(Reportagem de Pedro Paixão  – coordenador pedagógico da Editora Futura – com colaboração da Equipe de Comunicação da Editora Futura)

No dia 09 de Julho, a Editora Futura realizou a 6ª Vivência Formativa com os professores e coordenadores da rede municipal de Jurema, em Pernambuco. Com o tema “Storytelling no ensino de língua inglesa: engajamento, criatividade e aprendizagem”, a formação reuniu 18 participantes e foi um convite à imaginação, à escuta sensível e à potência das histórias no processo educativo, conduzida pela Dra. Dalvaneide Araújo, do grupo de pesquisa Cuidar de Si (UFPE), parceira da Editora Futura.

A manhã começou com uma fala acolhedora da diretora de ensino do município, que agradeceu a parceria e ressaltou a importância de momentos formativos como esse para fortalecer as práticas pedagógicas em sala de aula. Na sequência, a formadora contou-lhes uma história sobre o município e lhes trouxe uma provocação: será que aquela história sobre um tesouro escondido em Jurema era mesmo real? Pouco importava! O que valeu foi o que veio depois: memórias de infância, lendas locais e personagens curiosos do cotidiano. Um verdadeiro mergulho na oralidade e na cultura local, que abriu caminho para uma reflexão potente: por que contar histórias?

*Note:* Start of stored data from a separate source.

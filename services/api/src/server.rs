use crate::cli::ServeArgs;
use crate::infra::{AppState, InMemoryDiagnosisRepository, InMemoryEventPublisher};
use crate::routes::with_diagnosis_routes;
use axum::Extension;
use axum_prometheus::PrometheusMetricLayer;
use std::sync::atomic::Ordering;
use std::sync::Arc;

use pulsecheck::config::AppConfig;
use pulsecheck::error::AppError;
use pulsecheck::telemetry;
use pulsecheck::workflows::diagnosis::{DiagnosisService, MessageCatalog, Questionnaire};
use tracing::info;

pub(crate) async fn run(mut args: ServeArgs) -> Result<(), AppError> {
    let mut config = AppConfig::load()?;

    if let Some(host) = args.host.take() {
        config.server.host = host;
    }
    if let Some(port) = args.port.take() {
        config.server.port = port;
    }

    telemetry::init(&config.telemetry)?;

    let (prometheus_layer, prometheus_handle) = PrometheusMetricLayer::pair();
    let readiness_flag = Arc::new(std::sync::atomic::AtomicBool::new(false));
    let app_state = AppState {
        readiness: readiness_flag.clone(),
        metrics: Arc::new(prometheus_handle),
    };

    let repository = Arc::new(InMemoryDiagnosisRepository::default());
    let events = Arc::new(InMemoryEventPublisher::default());
    let diagnosis_service = Arc::new(DiagnosisService::new(
        repository,
        events,
        MessageCatalog::standard(),
        Questionnaire::standard(),
    ));

    let app = with_diagnosis_routes(diagnosis_service)
        .layer(Extension(app_state))
        .layer(prometheus_layer);

    let addr = config.server.socket_addr()?;
    let listener = tokio::net::TcpListener::bind(addr).await?;
    readiness_flag.store(true, Ordering::Release);

    info!(?config.environment, %addr, "assessment service ready");

    axum::serve(listener, app).await?;
    Ok(())
}
use super::common::*;
use crate::workflows::diagnosis::domain::AssessmentId;
use crate::workflows::diagnosis::repository::{DiagnosisRepository, RepositoryError};
use crate::workflows::diagnosis::{
    DiagnosisServiceError, IntakeViolation, COMPLETED_EVENT,
};

#[test]
fn submit_stores_the_record_and_publishes_the_event() {
    let (service, repository, events) = build_service();

    let record = service
        .submit(answers([8, 6, 3, 8, 8, 8, 6, 6, 6, 3, 3, 3]))
        .expect("submission succeeds");

    assert_eq!(record.result.total_score, 71);
    assert!(!record.messages.is_empty());

    let stored = repository
        .fetch(&record.assessment_id)
        .expect("repository reachable")
        .expect("record stored");
    assert_eq!(stored.result, record.result);

    let published = events.events();
    assert_eq!(published.len(), 1);
    assert_eq!(published[0].name, COMPLETED_EVENT);
    assert_eq!(published[0].assessment_id, record.assessment_id);
    assert_eq!(
        published[0].details.get("total_score").map(String::as_str),
        Some("71")
    );
}

#[test]
fn submissions_receive_distinct_ids() {
    let (service, _, _) = build_service();

    let first = service.submit(answers([6; 12])).expect("first succeeds");
    let second = service.submit(answers([6; 12])).expect("second succeeds");

    assert_ne!(first.assessment_id, second.assessment_id);
}

#[test]
fn preview_does_not_persist_or_publish() {
    let (service, repository, events) = build_service();

    let (result, messages) = service
        .preview(&answers([3; 12]))
        .expect("preview succeeds");

    assert_eq!(result.total_score, 38);
    assert!(!messages.is_empty());
    assert!(repository.recent(10).expect("repository reachable").is_empty());
    assert!(events.events().is_empty());
}

#[test]
fn submit_rejects_duplicate_answers() {
    let (service, repository, _) = build_service();

    let error = service
        .submit(vec![answer(1, 8), answer(1, 6)])
        .expect_err("duplicates must fail");

    assert!(matches!(
        error,
        DiagnosisServiceError::Intake(IntakeViolation::DuplicateQuestion { .. })
    ));
    assert!(repository.recent(10).expect("repository reachable").is_empty());
}

#[test]
fn get_unknown_assessment_is_not_found() {
    let (service, _, _) = build_service();

    let error = service
        .get(&AssessmentId("diag-missing".to_string()))
        .expect_err("missing record must fail");

    assert!(matches!(
        error,
        DiagnosisServiceError::Repository(RepositoryError::NotFound)
    ));
}

#[test]
fn repository_failures_propagate() {
    use crate::workflows::diagnosis::messages::MessageCatalog;
    use crate::workflows::diagnosis::questionnaire::Questionnaire;
    use crate::workflows::diagnosis::DiagnosisService;
    use std::sync::Arc;

    let service = DiagnosisService::new(
        Arc::new(UnavailableRepository),
        Arc::new(MemoryEvents::default()),
        MessageCatalog::standard(),
        Questionnaire::standard(),
    );

    let error = service
        .submit(answers([6; 12]))
        .expect_err("offline repository must fail");

    assert!(matches!(
        error,
        DiagnosisServiceError::Repository(RepositoryError::Unavailable(_))
    ));
}
use lease_quote_core::lease::normalizer::{RateRequest, ValueRequest};
use lease_quote_core::{quote, EngineConfig};
use napi::Result as NapiResult;
use napi_derive::napi;

/// Convert any Display error into a napi::Error.
fn to_napi_error(e: impl std::fmt::Display) -> napi::Error {
    napi::Error::from_reason(e.to_string())
}

/// Parse an optional engine configuration; absent or empty means defaults.
fn engine_config(config_json: Option<String>) -> NapiResult<EngineConfig> {
    let config: EngineConfig = match config_json.as_deref().map(str::trim) {
        Some(json) if !json.is_empty() => serde_json::from_str(json).map_err(to_napi_error)?,
        _ => EngineConfig::default(),
    };
    config.validate().map_err(to_napi_error)?;
    Ok(config)
}

// ---------------------------------------------------------------------------
// Quotes
// ---------------------------------------------------------------------------

#[napi]
pub fn calculate_rate(input_json: String, config_json: Option<String>) -> NapiResult<String> {
    let config = engine_config(config_json)?;
    let input: RateRequest = serde_json::from_str(&input_json).map_err(to_napi_error)?;
    let output = quote::calculate_rate(&input, &config).map_err(to_napi_error)?;
    serde_json::to_string(&output).map_err(to_napi_error)
}

#[napi]
pub fn calculate_value(input_json: String, config_json: Option<String>) -> NapiResult<String> {
    let config = engine_config(config_json)?;
    let input: ValueRequest = serde_json::from_str(&input_json).map_err(to_napi_error)?;
    let output = quote::calculate_value(&input, &config).map_err(to_napi_error)?;
    serde_json::to_string(&output).map_err(to_napi_error)
}

// ---------------------------------------------------------------------------
// Schedule
// ---------------------------------------------------------------------------

#[napi]
pub fn amortization_schedule(
    input_json: String,
    config_json: Option<String>,
) -> NapiResult<String> {
    let config = engine_config(config_json)?;
    let mut input: RateRequest = serde_json::from_str(&input_json).map_err(to_napi_error)?;
    input.include_schedule = true;
    let output = quote::calculate_rate(&input, &config).map_err(to_napi_error)?;
    serde_json::to_string(&output.schedule.unwrap_or_default()).map_err(to_napi_error)
}
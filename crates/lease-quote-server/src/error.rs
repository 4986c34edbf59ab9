//! HTTP error responses.
//!
//! Every failure leaves the service as `{code, message, field?}` so callers
//! can tell a field to fix (`VALIDATION_ERROR`) from a parameter combination
//! to adjust (`COMPUTATION_ERROR`) or a collaborator outage (`UPSTREAM_ERROR`).

use axum::{
    extract::rejection::JsonRejection,
    http::StatusCode,
    response::{IntoResponse, Response},
    Json,
};
use lease_quote_core::LeaseQuoteError;
use serde::{Deserialize, Serialize};
use thiserror::Error;
use tracing::warn;

#[derive(Debug, Clone, Serialize, Deserialize)]
pub struct ErrorResponse {
    /// Unique error code for programmatic handling
    pub code: String,
    /// Human-readable error message
    pub message: String,
    /// Offending request field, for validation failures
    #[serde(skip_serializing_if = "Option::is_none")]
    pub field: Option<String>,
}

#[derive(Debug, Error)]
pub enum ApiError {
    #[error(transparent)]
    Quote(#[from] LeaseQuoteError),

    #[error("Malformed request body: {0}")]
    Body(#[from] JsonRejection),
}

impl ApiError {
    pub fn status_code(&self) -> StatusCode {
        match self {
            ApiError::Quote(LeaseQuoteError::InvalidInput { .. }) => StatusCode::BAD_REQUEST,
            ApiError::Quote(LeaseQuoteError::Computation(_)) => StatusCode::UNPROCESSABLE_ENTITY,
            ApiError::Quote(LeaseQuoteError::Upstream(_)) => StatusCode::BAD_GATEWAY,
            ApiError::Quote(LeaseQuoteError::SerializationError(_)) => {
                StatusCode::INTERNAL_SERVER_ERROR
            }
            ApiError::Body(rejection) => rejection.status(),
        }
    }

    pub fn to_error_response(&self) -> ErrorResponse {
        match self {
            ApiError::Quote(e) => ErrorResponse {
                code: e.code().to_string(),
                message: e.to_string(),
                field: match e {
                    LeaseQuoteError::InvalidInput { field, .. } => Some(field.clone()),
                    _ => None,
                },
            },
            ApiError::Body(rejection) => ErrorResponse {
                code: "INVALID_BODY".to_string(),
                message: rejection.body_text(),
                field: None,
            },
        }
    }
}

impl IntoResponse for ApiError {
    fn into_response(self) -> Response {
        let status = self.status_code();
        if status.is_server_error() {
            warn!(error = %self, status = status.as_u16(), "request failed");
        }
        (status, Json(self.to_error_response())).into_response()
    }
}

#[cfg(test)]
mod tests {
    use super::*;

    #[test]
    fn test_status_mapping() {
        let v: ApiError = LeaseQuoteError::invalid("term_months", "must be > 0").into();
        assert_eq!(v.status_code(), StatusCode::BAD_REQUEST);
        assert_eq!(v.to_error_response().field.as_deref(), Some("term_months"));

        let c: ApiError = LeaseQuoteError::Computation("no solution".into()).into();
        assert_eq!(c.status_code(), StatusCode::UNPROCESSABLE_ENTITY);
        assert_eq!(c.to_error_response().code, "COMPUTATION_ERROR");

        let u: ApiError = LeaseQuoteError::Upstream("503".into()).into();
        assert_eq!(u.status_code(), StatusCode::BAD_GATEWAY);
        assert!(u.to_error_response().field.is_none());
    }
}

E que histórias contamos em sala de aula?

O grupo compartilhou experiências, inclusive algumas bem inusitadas e, entre risadas e lembranças, emergiram sentidos importantes: histórias prendem a atenção, despertam emoções, facilitam a memorização e criam contextos reais para o uso da língua inglesa. A formadora então trouxe uma definição essencial: storytelling é mais do que contar uma história: é contar com intenção. E, no ensino de inglês, essa intenção pode envolver desde a ampliação do vocabulário até o desenvolvimento das quatro habilidades da língua: ler, escrever, ouvir e falar.

Ao longo do encontro, discutiu-se ainda sobre a importância de resgatar a criatividade dos estudantes, muitas vezes silenciada ao longo das etapas da vida escolar. Falou-se sobre como é fundamental ensinar elementos que façam sentido para as crianças, respeitando suas fases, repertórios e realidades.

Um momento de introspecção também fez parte da formação: os participantes foram convidados a meditar brevemente e, em seguida, representar seus pensamentos em figuras feitas com massinha de modelar. O que parecia apenas uma atividade lúdica se transformou num espaço de escuta e partilha profunda; as histórias por trás das figuras emocionaram o grupo e deram origem a uma narrativa coletiva, cheia de simbolismos e significados.

A criatividade foi o eixo central de muitas conversas: discutiu-se seu papel no desenvolvimento dos estudantes, a importância de exercitá-la e até mesmo seu vínculo com a resolução de problemas. O espírito aventureiro, esse impulso de explorar e inventar, também foi destacado como parte fundamental do processo criativo.

Durante a tarde, os professores escolheram fotos, sendo algumas pessoais e outras trazidas pela formadora, e tiveram o desafio de construir uma única narrativa a partir das imagens. O resultado foi leve e divertido, recheado de imaginação e colaboração.

Foram exploradas ainda diferentes tipologias de histórias que funcionam bem em sala de aula: fábulas, mitos, folclores, relatos pessoais e histórias curtas. E, claro, houve um momento especial dedicado ao projeto Happy English, em que os participantes criaram narrativas a partir dos conteúdos trabalhados e de objetos como escovas de cabelo, relógios quebrados, pegadores de roupa e até um mixer! Tudo isso com os elementos clássicos da narrativa: personagem, espaço, conflito, ação e desfecho.

Como fechamento simbólico da formação, cada participante foi convidado a criar um símbolo coletivo para representar a turma, utilizando uma base de creme com óleos essenciais. A atividade foi mais que sensorial: foi uma maneira afetiva de sintetizar tudo o que foi vivido naquele dia: criatividade, partilha, escuta e intenção!